O presidente Luiz Inácio Lula da Silva assinou na terça-feira, 31, uma legislação que altera significativamente o período de licença-paternidade. A medida garante aos pais que possuem filhos naturais, adotados ou que exercem a guarda de menores, um aumento gradual no tempo de afastamento do trabalho.
Segundo a Gazeta do Povo, a duração da licença passará de cinco dias, conforme a legislação atual, para até vinte dias ao final de uma transição, com a expectativa de atingir o patamar máximo em 2029. Paralelamente, a nova lei prevê a criação de uma remuneração específica para os pais que se afastarem do trabalho.
O benefício se estende também a trabalhadores sem vínculo empregatício formal.

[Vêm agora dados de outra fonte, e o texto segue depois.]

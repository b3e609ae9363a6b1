use crate::core::errors::ExchangeError;
use rust_decimal::Decimal;
use serde::Deserialize;

/// Response envelope shared by every v1.1 endpoint.
///
/// The venue always answers 200 with `success`, `message` and `result`; the
/// envelope must be checked before `result` is touched.
#[derive(Debug, Deserialize)]
pub struct ApiEnvelope<T> {
    pub success: bool,
    #[serde(default)]
    pub message: String,
    pub result: Option<T>,
}

impl<T> ApiEnvelope<T> {
    /// Extract the payload, enforcing the wire contract.
    ///
    /// A success envelope without a payload is treated as a deserialization
    /// failure rather than silently returning nothing.
    pub fn into_result(self) -> Result<T, ExchangeError> {
        if self.success {
            self.result.ok_or_else(|| {
                ExchangeError::DeserializationError(
                    "Envelope signaled success but carried no result".to_string(),
                )
            })
        } else {
            Err(ExchangeError::ApiError {
                message: self.message,
            })
        }
    }

    /// Check the envelope for endpoints whose `result` is null on success.
    pub fn ok(self) -> Result<(), ExchangeError> {
        if self.success {
            Ok(())
        } else {
            Err(ExchangeError::ApiError {
                message: self.message,
            })
        }
    }
}

#[derive(Debug, Clone, Deserialize)]
#[serde(rename_all = "PascalCase")]
pub struct BittrexMarket {
    pub market_currency: String,
    pub base_currency: String,
    pub market_name: String,
    pub is_active: bool,
    pub min_trade_size: Option<Decimal>,
}

#[derive(Debug, Clone, Deserialize)]
#[serde(rename_all = "PascalCase")]
pub struct BittrexTicker {
    pub bid: Decimal,
    pub ask: Decimal,
    pub last: Decimal,
}

#[derive(Debug, Clone, Deserialize)]
pub struct BittrexTrade {
    #[serde(rename = "Id")]
    pub id: u64,
    #[serde(rename = "TimeStamp")]
    pub time_stamp: String,
    #[serde(rename = "Quantity")]
    pub quantity: Decimal,
    #[serde(rename = "Price")]
    pub price: Decimal,
    #[serde(rename = "Total")]
    pub total: Option<Decimal>,
    #[serde(rename = "FillType")]
    pub fill_type: Option<String>,
    #[serde(rename = "OrderType")]
    pub order_type: String,
}

#[derive(Debug, Clone, Deserialize)]
#[serde(rename_all = "PascalCase")]
pub struct BittrexOrderBookEntry {
    pub quantity: Decimal,
    pub rate: Decimal,
}

/// Order book as the venue returns it: `buy` levels highest-bid-first,
/// `sell` levels lowest-ask-first.
#[derive(Debug, Clone, Deserialize)]
pub struct BittrexOrderBook {
    #[serde(default)]
    pub buy: Vec<BittrexOrderBookEntry>,
    #[serde(default)]
    pub sell: Vec<BittrexOrderBookEntry>,
}

#[derive(Debug, Clone, Deserialize)]
pub struct BittrexMarketSummary {
    #[serde(rename = "MarketName")]
    pub market_name: String,
    #[serde(rename = "High")]
    pub high: Decimal,
    #[serde(rename = "Low")]
    pub low: Decimal,
    #[serde(rename = "Volume")]
    pub volume: Decimal,
    #[serde(rename = "Last")]
    pub last: Decimal,
    #[serde(rename = "BaseVolume")]
    pub base_volume: Decimal,
    #[serde(rename = "TimeStamp")]
    pub time_stamp: String,
    #[serde(rename = "Bid")]
    pub bid: Decimal,
    #[serde(rename = "Ask")]
    pub ask: Decimal,
    #[serde(rename = "OpenBuyOrders")]
    pub open_buy_orders: u64,
    #[serde(rename = "OpenSellOrders")]
    pub open_sell_orders: u64,
    #[serde(rename = "PrevDay")]
    pub prev_day: Decimal,
}

#[derive(Debug, Clone, Deserialize)]
#[serde(rename_all = "PascalCase")]
pub struct BittrexBalance {
    pub currency: String,
    pub balance: Decimal,
    pub available: Decimal,
    pub pending: Decimal,
    pub crypto_address: Option<String>,
}

#[derive(Debug, Clone, Deserialize)]
#[serde(rename_all = "PascalCase")]
pub struct BittrexOpenOrder {
    pub order_uuid: String,
    pub exchange: String,
    pub order_type: String,
    pub quantity: Decimal,
    pub quantity_remaining: Decimal,
    pub limit: Decimal,
}

/// Single order looked up by uuid; the venue names the side field `Type`
/// here instead of `OrderType`.
#[derive(Debug, Clone, Deserialize)]
#[serde(rename_all = "PascalCase")]
pub struct BittrexOrder {
    pub order_uuid: String,
    pub exchange: String,
    #[serde(rename = "Type")]
    pub order_type: String,
    pub quantity: Decimal,
    pub quantity_remaining: Decimal,
    pub limit: Decimal,
    pub is_open: bool,
}

#[derive(Debug, Clone, Deserialize)]
#[serde(rename_all = "PascalCase")]
pub struct BittrexHistoricalOrder {
    pub order_uuid: String,
    pub exchange: String,
    pub order_type: String,
    pub quantity: Decimal,
    pub quantity_remaining: Decimal,
    pub limit: Decimal,
}

/// Receipt from order placement, cancellation and withdrawal endpoints.
#[derive(Debug, Clone, Deserialize)]
pub struct BittrexUuid {
    pub uuid: String,
}

#[derive(Debug, Clone, Deserialize)]
#[serde(rename_all = "PascalCase")]
pub struct BittrexAddress {
    pub currency: String,
    pub address: String,
}

#[derive(Debug, Clone, Deserialize)]
#[serde(rename_all = "PascalCase")]
pub struct BittrexWithdrawal {
    pub payment_uuid: String,
    pub currency: String,
    pub amount: Decimal,
    pub address: String,
}

#[derive(Debug, Clone, Deserialize)]
#[serde(rename_all = "PascalCase")]
pub struct BittrexDeposit {
    pub id: u64,
    pub currency: String,
    pub amount: Decimal,
}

O presidente Lula comentou sobre a iniciativa, afirmando que a lei visa “ensinar os homens a aprender a dar banho em criança, acordar de noite para cuidar da criança quando chora. Ele vai ter que aprender a trocar fralda”.
A Constituição já assegurava o direito à dispensa de trabalho para pais, mas a nova legislação detalha as normas relacionadas a esse benefício. O Congresso Nacional dedicou mais de dez anos à discussão e aprovação da lei, que foi finalmente sancionada pelo Senado Federal no início do mês e, posteriormente, por Lula, sem vetos.
O governo afirma que a regra equipara a licença-paternidade à licença-maternidade, reconhecendo-a como um direito social fundamental. A medida garante a estabilidade no emprego do pai, desde o momento em que ele comunica sua intenção ao empregador, até 30 dias após o término da licença.
A legislação também contempla a possibilidade de prorrogação da licença em casos de internação da mãe ou do bebê, além de ampliar o afastamento quando o pai assume a responsabilidade total pelos cuidados com o filho. Em situações de adoção de crianças ou adolescentes com deficiência, a licença é aumentada em um terço.
Como reportou a Gazeta do Povo, a aprovação desta lei representa um avanço significativo na promoção da igualdade de gênero e no fortalecimento da família brasileira.